The Supreme Court also considered the legislative history of the CJA 1987 and noted that, rather than giving express powers to compel production of evidence held overseas, successive pieces of legislation had instead developed structures to enable the UK to enter into international MLA systems in relation to criminal proceedings and investigation to obtain such overseas evidence.
Lord Lloyd-Jones held that where Parliament intends for legislation to have extra-territorial effect, it does so by way of "express wording" in statute and noted that it was "inherently improbable" that Parliament would leave a parallel system in place to obtain evidence from abroad, so as to allow the SFO to make unilateral demands, thereby circumventing the protections and safeguards that exist under the MLA.
Even more stridently, the Supreme Court held that introducing a "sufficient connection" test into s. 2(3), as had been done by the High Court, was inconsistent with Parliament's intention and "to do so would involve illegitimately re-writing the statute" .
Implications – what does the judgment mean?
The ruling is perhaps a greater blow to the SFO than it is a boon to KBR Inc, as the SFO had already discontinued the linked investigation into Unaoil and other investigations into companies linked to Unaoil. For the SFO, the ruling will have an immediate and profound impact on its operations. It imposes limits on the SFO's powers to gather evidence held abroad by non-UK companies and will increase its reliance, when seeking to obtain documents, on the cooperation of companies as part of the DPA process and/or MLA requests. These processes can be more stringent than document production notices, and in the case of MLA, can be significantly more time consuming.

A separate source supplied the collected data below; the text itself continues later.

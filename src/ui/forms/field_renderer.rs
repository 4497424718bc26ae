//! Field rendering utilities for forms

use crate::state::{FormField, Validity};
use ratatui::{
    layout::{Constraint, Direction, Layout, Rect},
    style::{Color, Modifier, Style},
    text::{Line, Span},
    widgets::{Block, Borders, Paragraph},
    Frame,
};

/// Rows taken by one field: bordered input (3) plus its error line
pub const FIELD_HEIGHT: u16 = 4;

/// Draw a text field with its title and the error slot below it
pub fn draw_field(frame: &mut Frame, area: Rect, field: &FormField, title: &str, is_active: bool) {
    let chunks = Layout::default()
        .direction(Direction::Vertical)
        .constraints([
            Constraint::Length(3), // Input box
            Constraint::Length(1), // Error text
        ])
        .split(area);

    let border_color = match (is_active, field.validity) {
        (true, _) => Color::Cyan,
        (false, Validity::Invalid) => Color::Red,
        (false, Validity::Valid) => Color::Green,
        (false, Validity::Unchecked) => Color::DarkGray,
    };

    let value_style = if field.as_text().is_empty() {
        Style::default()
            .fg(Color::DarkGray)
            .add_modifier(Modifier::ITALIC)
    } else if is_active {
        Style::default().fg(Color::White)
    } else {
        Style::default().fg(Color::Gray)
    };

    let cursor = if is_active { "▌" } else { "" };

    let content = Paragraph::new(Line::from(vec![
        Span::styled(field.display_value(), value_style),
        Span::styled(cursor, Style::default().fg(Color::Cyan)),
    ]));

    let block = Block::default()
        .title(format!(" {title} "))
        .borders(Borders::ALL)
        .border_style(Style::default().fg(border_color));

    frame.render_widget(content.block(block), chunks[0]);

    if let Some(error) = &field.error {
        let error_line = Paragraph::new(Span::styled(
            format!(" {error}"),
            Style::default().fg(Color::Red),
        ));
        frame.render_widget(error_line, chunks[1]);
    }
}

Although few commentators considered the original ruling to be correct, the Supreme Court decision is a setback nevertheless, and comes on the back of the High Court ruling on corporate criminal liability in SFO v Barclays, which had already made it harder for the SFO to pursue corporates. The effect of both rulings means that the SFO will not be able to cut corners in obtaining evidence located overseas nor make it any easier to prosecute companies. That said, companies should not take too much comfort from the Supreme Court's decision. The SFO's powers to require the production of documents may have been curtailed, but alternative avenues to obtain documents remain open to it.